ドアの向こうで、彼は急に落ち着いて、ホームのライン上に並んだ。とにかく電車は動いているとわかって、待つことにしたようだった。やはり、彼は賢い。

 

けれど、ダイヤ乱れの電車は特殊だった。すべて品川止まりなのだ。品川からはJRの振替輸送を頼むしかない。

誰がそれを彼に伝えるのだろう?誰が、振替輸送でどの路線に乗ったらいいか案内するのだろう?

 

きっと毎日同じ場所に通っているのだから、その先の人が途中で電話をかけてくるに違いない。けれど、それは彼が遅刻しているからどうしたのだろうかとなってからだろう。それまで、電車が大幅に乱れているとは気が付かない可能性は、決して低くない。そして、その電話に救われるまでの間彼の前に立ちはだかる障壁は測りしれない。彼はどれだけ不安で必死だろうか。

 

一瞬迷った自分が悔しかった。遅刻がなんだ?どのみち遅刻するのであれば、変わらなかったろうに。無性に、苦かった。

 

 

電車遅延のとき、振り替え輸送のとき、耳が聞こえない人や海外の人には情報が足りなさすぎるという問題意識は以前から持っていた。2020年までになんとかならないかな、と人と話題にしたこともある。

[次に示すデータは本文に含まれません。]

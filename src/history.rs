//! Bounded sample history for the oscillator output.

use crate::config::HistoryConfig;
use serde::Serialize;
use std::collections::VecDeque;

#[derive(Debug, Clone, Copy, PartialEq, Serialize)]
pub struct HistorySample {
    pub value: f32,
    pub timestamp_ms: i64,
}

/// Computed on read, so it always matches the retained samples.
#[derive(Debug, Clone, Copy, PartialEq, Serialize)]
pub struct HistorySummary {
    pub min: f32,
    pub max: f32,
    pub mean: f32,
    pub latest: f32,
    pub count: usize,
}

#[derive(Debug, Clone)]
pub struct History {
    samples: VecDeque<HistorySample>,
    retention_ms: i64,
    max_points: usize,
}

impl History {
    pub fn new(config: &HistoryConfig) -> Self {
        Self::with_limits(config.retention_secs as i64 * 1000, config.max_points)
    }

    pub fn with_limits(retention_ms: i64, max_points: usize) -> Self {
        Self {
            samples: VecDeque::with_capacity(max_points.min(1024)),
            retention_ms,
            max_points,
        }
    }

    /// Append a sample, then drop anything past the retention window and
    /// finally the oldest entries beyond the point cap.
    pub fn record(&mut self, value: f32, now_ms: i64) {
        self.samples.push_back(HistorySample {
            value,
            timestamp_ms: now_ms,
        });
        let retention = self.retention_ms;
        self.samples.retain(|s| now_ms - s.timestamp_ms <= retention);
        while self.samples.len() > self.max_points {
            self.samples.pop_front();
        }
    }

    pub fn len(&self) -> usize {
        self.samples.len()
    }

    pub fn is_empty(&self) -> bool {
        self.samples.is_empty()
    }

    pub fn samples(&self) -> impl Iterator<Item = &HistorySample> {
        self.samples.iter()
    }

    pub fn summary(&self) -> Option<HistorySummary> {
        let latest = self.samples.back()?.value;
        let (min, max, sum) = self.samples.iter().fold(
            (f32::INFINITY, f32::NEG_INFINITY, 0.0f32),
            |(min, max, sum), s| (min.min(s.value), max.max(s.value), sum + s.value),
        );
        Some(HistorySummary {
            min,
            max,
            mean: sum / self.samples.len() as f32,
            latest,
            count: self.samples.len(),
        })
    }
}
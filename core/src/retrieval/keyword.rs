use crate::retrieval::chunker::split_text;
use crate::traits::{Document, DocumentIndexer, Passage, Retriever};
use async_trait::async_trait;
use serde_json::json;
use std::collections::{HashMap, HashSet};
use std::sync::Arc;

const STOPWORDS: &[&str] = &[
    "a", "an", "and", "are", "as", "at", "be", "by", "for", "from", "in", "is", "it", "of", "on",
    "or", "that", "the", "this", "to", "was", "what", "when", "where", "which", "who", "with",
];

/// Offline indexer: ranks chunks by how many query terms they contain.
pub struct KeywordIndexer {
    chunk_size: usize,
    chunk_overlap: usize,
    top_k: usize,
}

impl KeywordIndexer {
    pub fn new(chunk_size: usize, chunk_overlap: usize, top_k: usize) -> Self {
        Self {
            chunk_size,
            chunk_overlap,
            top_k,
        }
    }
}

impl Default for KeywordIndexer {
    fn default() -> Self {
        Self::new(1000, 100, 4)
    }
}

#[async_trait]
impl DocumentIndexer for KeywordIndexer {
    fn name(&self) -> &str {
        "keyword"
    }

    async fn index(&self, document: Document) -> anyhow::Result<Arc<dyn Retriever>> {
        let chunks = split_text(&document.content, self.chunk_size, self.chunk_overlap);
        if chunks.is_empty() {
            anyhow::bail!("document '{}' produced no chunks", document.name);
        }

        let entries = chunks
            .into_iter()
            .map(|text| {
                let mut counts: HashMap<String, usize> = HashMap::new();
                for term in tokenize(&text) {
                    *counts.entry(term).or_default() += 1;
                }
                IndexedChunk { text, counts }
            })
            .collect();

        Ok(Arc::new(KeywordRetriever {
            source: document.name,
            chunks: entries,
            top_k: self.top_k,
        }))
    }
}

struct IndexedChunk {
    text: String,
    counts: HashMap<String, usize>,
}

pub struct KeywordRetriever {
    source: String,
    chunks: Vec<IndexedChunk>,
    top_k: usize,
}

#[async_trait]
impl Retriever for KeywordRetriever {
    async fn query(&self, query: &str) -> anyhow::Result<Vec<Passage>> {
        let terms: HashSet<String> = tokenize(query).collect();
        if terms.is_empty() {
            return Ok(vec![]);
        }

        let mut scored: Vec<(usize, f64)> = self
            .chunks
            .iter()
            .enumerate()
            .filter_map(|(idx, chunk)| {
                let score: f64 = terms
                    .iter()
                    .filter_map(|t| chunk.counts.get(t))
                    .map(|&count| 1.0 + (count as f64).ln())
                    .sum();
                (score > 0.0).then_some((idx, score))
            })
            .collect();

        scored.sort_by(|a, b| b.1.total_cmp(&a.1).then(a.0.cmp(&b.0)));
        scored.truncate(self.top_k);

        Ok(scored
            .into_iter()
            .map(|(idx, score)| Passage {
                text: self.chunks[idx].text.clone(),
                metadata: json!({
                    "source": self.source,
                    "chunk": idx,
                    "score": score,
                }),
            })
            .collect())
    }

    fn chunk_count(&self) -> usize {
        self.chunks.len()
    }
}

fn tokenize(text: &str) -> impl Iterator<Item = String> + '_ {
    text.split(|c: char| !c.is_alphanumeric())
        .filter(|w| w.chars().count() > 1)
        .map(|w| w.to_lowercase())
        .filter(|w| !STOPWORDS.contains(&w.as_str()))
}
use crate::traits::{
    ChatRequest, ChatResponse, Message, Provider, ProviderEvent, RemoteToolProvider, Tool,
    ToolCall, ToolContext, ToolResult,
};
use anyhow::anyhow;
use async_trait::async_trait;
use futures_util::StreamExt;
use futures_util::stream::{self, BoxStream};
use serde_json::json;
use std::collections::VecDeque;
use std::sync::atomic::{AtomicUsize, Ordering};
use std::sync::{Arc, Mutex};
use std::time::Duration;

pub enum Step {
    Reply(ChatResponse),
    Fail(String),
    /// Raw events for `chat_stream`; `chat` folds them into a response.
    Events(Vec<ProviderEvent>),
    /// Emits the tokens, then never finishes.
    Hang(Vec<String>),
}

/// Plays back canned model turns in order and records what it was sent.
pub struct ScriptedProvider {
    steps: Mutex<VecDeque<Step>>,
    requests: Mutex<Vec<Vec<Message>>>,
    tool_counts: Mutex<Vec<usize>>,
    streaming: bool,
}

impl ScriptedProvider {
    pub fn new(steps: Vec<Step>) -> Self {
        Self {
            steps: Mutex::new(steps.into()),
            requests: Mutex::new(vec![]),
            tool_counts: Mutex::new(vec![]),
            streaming: true,
        }
    }

    pub fn without_streaming(mut self) -> Self {
        self.streaming = false;
        self
    }

    pub fn text(text: &str) -> Step {
        Step::Reply(ChatResponse::text(text))
    }

    pub fn calls(calls: &[(&str, &str, &str)]) -> Step {
        Step::Reply(ChatResponse::with_tool_calls(
            None,
            calls
                .iter()
                .map(|(id, name, args)| ToolCall::new(*id, *name, *args))
                .collect(),
        ))
    }

    pub fn requests(&self) -> Vec<Vec<Message>> {
        self.requests.lock().unwrap().clone()
    }

    /// Message count of each request, system prompt included.
    pub fn message_counts(&self) -> Vec<usize> {
        self.requests().iter().map(Vec::len).collect()
    }

    pub fn tool_counts(&self) -> Vec<usize> {
        self.tool_counts.lock().unwrap().clone()
    }

    pub fn remaining(&self) -> usize {
        self.steps.lock().unwrap().len()
    }

    fn next(&self, request: &ChatRequest<'_>) -> Option<Step> {
        self.requests
            .lock()
            .unwrap()
            .push(request.messages.to_vec());
        self.tool_counts
            .lock()
            .unwrap()
            .push(request.tools.map(<[_]>::len).unwrap_or_default());
        self.steps.lock().unwrap().pop_front()
    }
}

fn response_events(response: ChatResponse) -> Vec<ProviderEvent> {
    let mut events: Vec<ProviderEvent> = response
        .text
        .unwrap_or_default()
        .split_inclusive(' ')
        .map(|t| ProviderEvent::Token(t.to_string()))
        .collect();
    events.extend(response.tool_calls.into_iter().map(ProviderEvent::ToolCall));
    events.push(ProviderEvent::Done);
    events
}

#[async_trait]
impl Provider for ScriptedProvider {
    fn name(&self) -> &str {
        "scripted"
    }

    async fn chat(&self, request: ChatRequest<'_>) -> anyhow::Result<ChatResponse> {
        match self.next(&request) {
            Some(Step::Reply(response)) => Ok(response),
            Some(Step::Fail(message)) => Err(anyhow!(message)),
            Some(Step::Events(events)) => {
                let mut response = ChatResponse::default();
                let mut text = String::new();
                for event in events {
                    match event {
                        ProviderEvent::Token(t) => text.push_str(&t),
                        ProviderEvent::ToolCall(tc) => response.tool_calls.push(tc),
                        ProviderEvent::Error(e) => return Err(anyhow!(e)),
                        _ => {}
                    }
                }
                response.text = Some(text);
                Ok(response)
            }
            Some(Step::Hang(_)) => std::future::pending().await,
            None => Err(anyhow!("script exhausted")),
        }
    }

    async fn chat_stream(
        &self,
        request: ChatRequest<'_>,
    ) -> anyhow::Result<BoxStream<'static, ProviderEvent>> {
        let events = match self.next(&request) {
            Some(Step::Reply(response)) => response_events(response),
            Some(Step::Fail(message)) => return Err(anyhow!(message)),
            Some(Step::Events(events)) => events,
            Some(Step::Hang(tokens)) => {
                let tokens = tokens.into_iter().map(ProviderEvent::Token);
                return Ok(stream::iter(tokens).chain(stream::pending()).boxed());
            }
            None => return Err(anyhow!("script exhausted")),
        };
        Ok(stream::iter(events).boxed())
    }

    fn supports_streaming(&self) -> bool {
        self.streaming
    }
}

/// Returns its arguments as output and counts invocations.
pub struct EchoTool {
    name: String,
    remote: bool,
    description: String,
    invocations: AtomicUsize,
}

impl EchoTool {
    pub fn named(name: &str) -> Self {
        Self {
            name: name.to_string(),
            remote: false,
            description: format!("echoes {}", name),
            invocations: AtomicUsize::new(0),
        }
    }

    fn remote(name: &str, provider: &str) -> Self {
        Self {
            name: name.to_string(),
            remote: true,
            description: format!("{} from {}", name, provider),
            invocations: AtomicUsize::new(0),
        }
    }

    pub fn invocations(&self) -> usize {
        self.invocations.load(Ordering::SeqCst)
    }
}

#[async_trait]
impl Tool for EchoTool {
    fn name(&self) -> &str {
        &self.name
    }

    fn description(&self) -> &str {
        &self.description
    }

    fn parameters_schema(&self) -> serde_json::Value {
        json!({"type": "object", "properties": {}})
    }

    fn is_remote(&self) -> bool {
        self.remote
    }

    async fn execute(
        &self,
        args: serde_json::Value,
        ctx: &ToolContext,
    ) -> anyhow::Result<ToolResult> {
        self.invocations.fetch_add(1, Ordering::SeqCst);
        Ok(ToolResult::success(
            json!({"tool": self.name, "thread": ctx.thread_id, "args": args}).to_string(),
        ))
    }
}

pub struct FailingTool {
    name: String,
    message: String,
}

impl FailingTool {
    pub fn new(name: &str, message: &str) -> Self {
        Self {
            name: name.to_string(),
            message: message.to_string(),
        }
    }
}

#[async_trait]
impl Tool for FailingTool {
    fn name(&self) -> &str {
        &self.name
    }

    fn description(&self) -> &str {
        "always fails"
    }

    fn parameters_schema(&self) -> serde_json::Value {
        json!({"type": "object"})
    }

    async fn execute(
        &self,
        _args: serde_json::Value,
        _ctx: &ToolContext,
    ) -> anyhow::Result<ToolResult> {
        Err(anyhow!(self.message.clone()))
    }
}

pub struct SlowTool {
    name: String,
    delay: Duration,
}

impl SlowTool {
    pub fn new(name: &str, delay: Duration) -> Self {
        Self {
            name: name.to_string(),
            delay,
        }
    }
}

#[async_trait]
impl Tool for SlowTool {
    fn name(&self) -> &str {
        &self.name
    }

    fn description(&self) -> &str {
        "sleeps before answering"
    }

    fn parameters_schema(&self) -> serde_json::Value {
        json!({"type": "object"})
    }

    async fn execute(
        &self,
        _args: serde_json::Value,
        _ctx: &ToolContext,
    ) -> anyhow::Result<ToolResult> {
        tokio::time::sleep(self.delay).await;
        Ok(ToolResult::success("done"))
    }
}

pub struct PanickingTool {
    name: String,
    message: &'static str,
}

impl PanickingTool {
    pub fn new(name: &str, message: &'static str) -> Self {
        Self {
            name: name.to_string(),
            message,
        }
    }
}

#[async_trait]
impl Tool for PanickingTool {
    fn name(&self) -> &str {
        &self.name
    }

    fn description(&self) -> &str {
        "panics when called"
    }

    fn parameters_schema(&self) -> serde_json::Value {
        json!({"type": "object"})
    }

    async fn execute(
        &self,
        _args: serde_json::Value,
        _ctx: &ToolContext,
    ) -> anyhow::Result<ToolResult> {
        panic!("{}", self.message)
    }
}

/// Remote provider serving echo tools, or failing discovery outright.
pub struct FakeRemoteProvider {
    name: String,
    tools: Vec<String>,
    fail: bool,
    closes: AtomicUsize,
}

impl FakeRemoteProvider {
    pub fn new(name: &str, tools: &[&str]) -> Self {
        Self {
            name: name.to_string(),
            tools: tools.iter().map(|t| t.to_string()).collect(),
            fail: false,
            closes: AtomicUsize::new(0),
        }
    }

    pub fn failing(name: &str) -> Self {
        Self {
            fail: true,
            ..Self::new(name, &[])
        }
    }

    pub fn close_count(&self) -> usize {
        self.closes.load(Ordering::SeqCst)
    }
}

#[async_trait]
impl RemoteToolProvider for FakeRemoteProvider {
    fn name(&self) -> &str {
        &self.name
    }

    async fn discover(&self) -> anyhow::Result<Vec<Arc<dyn Tool>>> {
        if self.fail {
            return Err(anyhow!("connection refused"));
        }
        Ok(self
            .tools
            .iter()
            .map(|t| Arc::new(EchoTool::remote(t, &self.name)) as Arc<dyn Tool>)
            .collect())
    }

    async fn close(&self) -> anyhow::Result<()> {
        self.closes.fetch_add(1, Ordering::SeqCst);
        Ok(())
    }
}
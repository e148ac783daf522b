use serde::{Deserialize, Serialize};
use serde_json::{Map, Value};

#[derive(Debug, Clone, Serialize, Deserialize, PartialEq)]
#[serde(tag = "role", rename_all = "snake_case")]
pub enum Message {
    System {
        content: String,
    },
    User {
        content: String,
    },
    Assistant {
        content: String,
        #[serde(default, skip_serializing_if = "Vec::is_empty")]
        tool_calls: Vec<ToolCall>,
    },
    Tool {
        tool_call_id: String,
        tool_name: String,
        content: String,
    },
}

impl Message {
    pub fn system(content: impl Into<String>) -> Self {
        Self::System {
            content: content.into(),
        }
    }

    pub fn user(content: impl Into<String>) -> Self {
        Self::User {
            content: content.into(),
        }
    }

    pub fn assistant(content: impl Into<String>) -> Self {
        Self::Assistant {
            content: content.into(),
            tool_calls: vec![],
        }
    }

    pub fn assistant_with_tool_calls(content: impl Into<String>, tool_calls: Vec<ToolCall>) -> Self {
        Self::Assistant {
            content: content.into(),
            tool_calls,
        }
    }

    pub fn tool_result(
        tool_call_id: impl Into<String>,
        tool_name: impl Into<String>,
        content: impl Into<String>,
    ) -> Self {
        Self::Tool {
            tool_call_id: tool_call_id.into(),
            tool_name: tool_name.into(),
            content: content.into(),
        }
    }

    pub fn role(&self) -> &'static str {
        match self {
            Self::System { .. } => "system",
            Self::User { .. } => "user",
            Self::Assistant { .. } => "assistant",
            Self::Tool { .. } => "tool",
        }
    }

    pub fn content(&self) -> &str {
        match self {
            Self::System { content }
            | Self::User { content }
            | Self::Assistant { content, .. }
            | Self::Tool { content, .. } => content,
        }
    }

    pub fn tool_calls(&self) -> &[ToolCall] {
        match self {
            Self::Assistant { tool_calls, .. } => tool_calls,
            _ => &[],
        }
    }

    pub fn has_tool_calls(&self) -> bool {
        !self.tool_calls().is_empty()
    }
}

/// A tool invocation requested by the model. `arguments` is kept as the raw
/// JSON text the backend produced; it is parsed at dispatch time.
#[derive(Debug, Clone, Serialize, Deserialize, PartialEq, Eq)]
pub struct ToolCall {
    pub id: String,
    pub name: String,
    pub arguments: String,
}

impl ToolCall {
    pub fn new(id: impl Into<String>, name: impl Into<String>, arguments: impl Into<String>) -> Self {
        Self {
            id: id.into(),
            name: name.into(),
            arguments: arguments.into(),
        }
    }

    /// Arguments as a key-value mapping. Blank input is an empty mapping.
    pub fn parsed_arguments(&self) -> anyhow::Result<Map<String, Value>> {
        if self.arguments.trim().is_empty() {
            return Ok(Map::new());
        }

        match serde_json::from_str::<Value>(&self.arguments)? {
            Value::Object(map) => Ok(map),
            Value::Null => Ok(Map::new()),
            other => Err(anyhow::anyhow!(
                "expected a JSON object, got {}",
                json_kind(&other)
            )),
        }
    }
}

fn json_kind(value: &Value) -> &'static str {
    match value {
        Value::Null => "null",
        Value::Bool(_) => "a boolean",
        Value::Number(_) => "a number",
        Value::String(_) => "a string",
        Value::Array(_) => "an array",
        Value::Object(_) => "an object",
    }
}

#[cfg(test)]
mod tests {
    use super::*;

    #[test]
    fn serializes_with_role_tag() {
        let msg = Message::tool_result("call_1", "calculator", "4");
        let value = serde_json::to_value(&msg).unwrap();
        assert_eq!(value["role"], "tool");
        assert_eq!(value["tool_call_id"], "call_1");

        let back: Message = serde_json::from_value(value).unwrap();
        assert_eq!(back, msg);
    }

    #[test]
    fn plain_assistant_omits_tool_calls() {
        let value = serde_json::to_value(Message::assistant("hi")).unwrap();
        assert!(value.get("tool_calls").is_none());

        let back: Message = serde_json::from_str(r#"{"role":"assistant","content":"hi"}"#).unwrap();
        assert!(!back.has_tool_calls());
    }

    #[test]
    fn parses_arguments() {
        let call = ToolCall::new("1", "calculator", r#"{"expr": "2+2"}"#);
        let args = call.parsed_arguments().unwrap();
        assert_eq!(args["expr"], "2+2");

        assert!(ToolCall::new("2", "x", "").parsed_arguments().unwrap().is_empty());
        assert!(ToolCall::new("3", "x", "[1,2]").parsed_arguments().is_err());
        assert!(ToolCall::new("4", "x", "{oops").parsed_arguments().is_err());
    }
}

けれど、そのとき発達障害の人も同様に困るとまでは考えが及んでいなかった。

 

耳が聞こえない人は、それでも駅員さんに筆談するなどできる。
海外の人も、英語で聞けるし、近年は気にかけて英語で話しかける人も少なからずいる。

 

でも、発達障害で困っている場合は……?なかなかそのことを知らないと手を差し伸べるのは難しいのではないか?

何か、行先や連絡先がわかるものを。
そして、毎日出会っている人も見守ることを。手を差し伸べる勇気を。
きっと、その小さな一工夫が、だけど重要で、だけど足りていない。

 

今日、社会は彼に手を差し伸べられなかった。
私も、一瞬の迷いが邪魔して差し伸べられなかった。
他の人たちも、彼に手を差し伸べられるほどに彼のことに気が付いていなかった。

 

少しずつでいいから、日ごろから気付きあって、何かあれば手を差し伸べられるようになりたい。